→ **WHAT YOU NEED TO DO**:
Which of the lines below hold "International"? Please return each one.

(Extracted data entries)
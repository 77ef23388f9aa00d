use super::*;

/// Tests listing every airport.
///
/// Verifies that the repository returns all airports with their code and
/// display name, ordered by code.
///
/// Expected: Ok(Vec<Airport>) with both airports
#[tokio::test]
async fn gets_all_airports() -> Result<(), DbErr> {
    let test = TestBuilder::new()
        .with_bookings_tables()
        .build()
        .await
        .unwrap();
    let db = test.db.as_ref().unwrap();

    factory::airport::AirportFactory::new(db)
        .code("SVO")
        .name("Sheremetyevo International Airport")
        .build()
        .await?;
    factory::airport::AirportFactory::new(db)
        .code("LED")
        .name("Pulkovo Airport")
        .build()
        .await?;

    let repo = AirportRepository::new(db);
    let airports = repo.get_all().await?;

    assert_eq!(
        airports,
        vec![
            Airport {
                code: "LED".to_string(),
                name: "Pulkovo Airport".to_string(),
            },
            Airport {
                code: "SVO".to_string(),
                name: "Sheremetyevo International Airport".to_string(),
            },
        ]
    );

    Ok(())
}

/// Tests listing airports from an empty table.
///
/// Expected: Ok(empty Vec)
#[tokio::test]
async fn returns_empty_for_empty_table() -> Result<(), DbErr> {
    let test = TestBuilder::new()
        .with_bookings_tables()
        .build()
        .await
        .unwrap();
    let db = test.db.as_ref().unwrap();

    let repo = AirportRepository::new(db);
    let airports = repo.get_all().await?;

    assert!(airports.is_empty());

    Ok(())
}

/// Tests that a row which fails to scan is skipped without failing the query.
///
/// The table is created by hand so `airport_name` may be NULL, which cannot be
/// scanned into a `String`.
///
/// Expected: Ok(Vec<Airport>) with only the well-formed row
#[tokio::test]
async fn skips_rows_that_fail_to_scan() -> Result<(), DbErr> {
    let mut test = TestBuilder::new().build().await.unwrap();
    test.execute_sql("CREATE TABLE airports (airport_code TEXT PRIMARY KEY, airport_name TEXT)")
        .await
        .unwrap();
    test.execute_sql(
        "INSERT INTO airports (airport_code, airport_name) VALUES ('KZN', NULL), ('SVO', 'Sheremetyevo')",
    )
    .await
    .unwrap();
    let db = test.db.as_ref().unwrap();

    let repo = AirportRepository::new(db);
    let airports = repo.get_all().await?;

    assert_eq!(airports.len(), 1);
    assert_eq!(airports[0].code, "SVO");

    Ok(())
}

/// Tests that a failing query is returned as an error.
///
/// Expected: Err(DbErr) because the airports table does not exist
#[tokio::test]
async fn fails_when_table_missing() -> Result<(), DbErr> {
    let test = TestBuilder::new().build().await.unwrap();
    let db = test.db.as_ref().unwrap();

    let repo = AirportRepository::new(db);
    let result = repo.get_all().await;

    assert!(result.is_err());

    Ok(())
}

→ **RESPONSE**:
        .name("Sheremetyevo International Airport")
                name: "Sheremetyevo International Airport".to_string(),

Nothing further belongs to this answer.